Company and the UK Company giving address of the Indian Company as

its India office address. This finds further corroboration from the fact that

Mr. Santosh Kumar was working not only with Indian company but also

with UK Company and even the logos appearing on the letterhead of the

petitioner - UK company and the Indian Company was same.

12. As held by the Apex Court in Patel Engineering Ltd. versus UOI

[(2012) 11 SCC 257], the State which has the right to enter into contract

with any person also has a right to decline to enter into a contractual

relationship with a person for a legitimate purpose. On course, the State

even in such matters must necessarily act fair, reasonable and without

being actuated by malafide. However, the Court will not interfere with

the decision not to enter into a contractual relationship with a person

unless it finds that the decision taken in this regard was wholly arbitrary,

perverse or illegal. When an order of blacklisting/ banning a person for a

limited period is passed after giving a show cause notice and opportunity

of hearing to the person concerned, the Court would not be justified in

substituting its own decision over the decision of the State except in cases

mentioned above. In the facts and circumstances of the case, as discussed

hereinabove, the order passed by the CMD and upheld by the Board of

Directors of PHHL cannot be said to be illegal, arbitrary or perverse in

nature so as to call for interference by the Court.

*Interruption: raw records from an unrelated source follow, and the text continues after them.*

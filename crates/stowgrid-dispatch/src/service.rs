//! DistributionService — one calculation, fetch to send.

use tracing::{info, warn};

use stow_core::Snapshot;
use stowgrid_placement::Packer;

use crate::error::{DispatchError, DispatchResult};
use crate::outbound::OutboundPlan;
use crate::provider::StateProvider;
use crate::sink::ResultSink;

/// Connects the state provider, the packer and the result sink.
pub struct DistributionService<P, S> {
    provider: P,
    packer: Box<dyn Packer>,
    sink: S,
}

impl<P: StateProvider, S: ResultSink> DistributionService<P, S> {
    pub fn new(provider: P, packer: Box<dyn Packer>, sink: S) -> Self {
        Self {
            provider,
            packer,
            sink,
        }
    }

    pub fn packer_name(&self) -> &'static str {
        self.packer.name()
    }

    pub fn sink(&self) -> &S {
        &self.sink
    }

    /// Compute and deliver the plan for `supply_id`.
    ///
    /// Every call works on a freshly fetched snapshot, so concurrent
    /// calculations never observe each other's reservations.
    pub async fn calculate(&self, request_id: &str, supply_id: &str) -> DispatchResult<OutboundPlan> {
        info!(%request_id, %supply_id, packer = self.packer.name(), "starting distribution calculation");

        let source_id = self
            .provider
            .source_warehouse(supply_id)
            .map_err(DispatchError::SourceLookup)?;
        info!(%request_id, %source_id, "identified source warehouse");

        let warehouses = self
            .provider
            .fetch_warehouses()
            .map_err(DispatchError::WorldState)?;
        let items = self
            .provider
            .fetch_pending_items(supply_id)
            .map_err(DispatchError::PendingItems)?;
        info!(
            %request_id,
            warehouses = warehouses.len(),
            items = items.len(),
            "data loaded"
        );

        let snapshot = Snapshot::new(warehouses, items);
        snapshot.validate()?;

        let plan = self
            .packer
            .distribute(request_id, snapshot.warehouses, snapshot.items)?;
        if !plan.is_complete() {
            warn!(
                %request_id,
                unallocated = plan.unallocated().len(),
                volume_m3 = plan.unallocated_volume_m3(),
                "not every item could be placed"
            );
        }

        let outbound = OutboundPlan::new(plan, supply_id, &source_id);
        self.sink.send_plan(&outbound).await?;

        info!(
            %request_id,
            sink = self.sink.name(),
            lines = outbound.moves.len(),
            units = outbound.allocated_units(),
            unallocated = outbound.unallocated.len(),
            "plan sent"
        );
        Ok(outbound)
    }
}
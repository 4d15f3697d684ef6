//! stowgrid dispatch — from a queued request to a delivered plan.
//!
//! The engine in `stowgrid-placement` is pure. This crate wires it to its
//! surroundings: it reads the network state through a [`StateProvider`],
//! runs the configured packer, aggregates the result into an
//! [`OutboundPlan`] and hands it to a [`ResultSink`]. The
//! [`QueueConsumer`] drives the service from a channel of deliveries with
//! acknowledge / requeue / drop semantics.

pub mod consumer;
pub mod error;
pub mod outbound;
pub mod provider;
pub mod request;
pub mod service;
pub mod sink;

pub use consumer::{ConsumerOptions, ConsumerStats, Delivery, QueueConsumer};
pub use error::{DispatchError, DispatchResult};
pub use outbound::{INSUFFICIENT_CAPACITY, OutboundMove, OutboundPlan, UnallocatedUnit};
pub use provider::StateProvider;
pub use request::CalculationRequest;
pub use service::DistributionService;
pub use sink::{ConfiguredSink, JsonLinesSink, LogSink, MemorySink, ResultSink};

13. As regards the period of ban, the learned counsel for the petitioner

submitted that the said order has already been in force for more than three

years, which cannot be said to be inadequate, considering the nature of

allegations. In this regard, he drew my attention to the letter dated

29.10.2008 sent by the M/s South East Aerospace of Australia to the

Assistant Commissioner of Customs admitting the mistake on its part by

shipping goods to a wrong address instead of shipping it to PHHL. He

also submitted that the requisite stamp duty and penalty has already been

paid by the petitioner company.

During the pendency of this writ petition, the Court permitted the

petitioner to make a representation to the Board of Directors of PHHL to

reduce the period of banning from five years to a lesser period. In terms

of the liberty granted by this Court, the matter was considered by the

Board of Directors which, however, decided not to reduce the period of

banning. As noted earlier, in such matters, the Court cannot substitute its

own view for the view of the Competent Authority unless the said view is

shown to be wholly arbitrary, unreasonable or perverse. In the facts and

circumstances of the case, particularly considering the extent Mr. Santosh

Kumar had gone for the purpose of getting the consignment cleared, the

view taken by the CMD of PHHL, which has been confirmed by the then

Board of Directors cannot be said to be unreasonable or arbitrary so as to

call for an interference by the Court. Moreoever, considering that Shri

Santosh Kumar had personal interest in the matter and therefore no

incentive to go to the extent of forging stamp of PHHL and signatures of

its officials, there is a reasonable probability of the senior management of

the petitioner having given nod to what Mr. Santosh Kumar did, to get the

consignment released. I, therefore, find no good ground to reduce the

period for which the petitioner company has been banned from dealing

with PHHL.

14. I also feel that the petitioner has not disclosed the true state of

affairs to the Court since it took the stand that it has no linkage with the

Indian Company whereas the true state of affairs as reflected in the

statement made by Mr. Santosh Kumar and various documents sent by

the petitioner company to PHHL reflect otherwise and clearly indicate a

close connection between the two companies. This is yet another reason, I

do not find it appropriate to interfere with the decision taken by the

respondent.

For the reasons stated hereinabove, I find no force in this petition

and the same is hereby dismissed. There shall be no orders as to costs.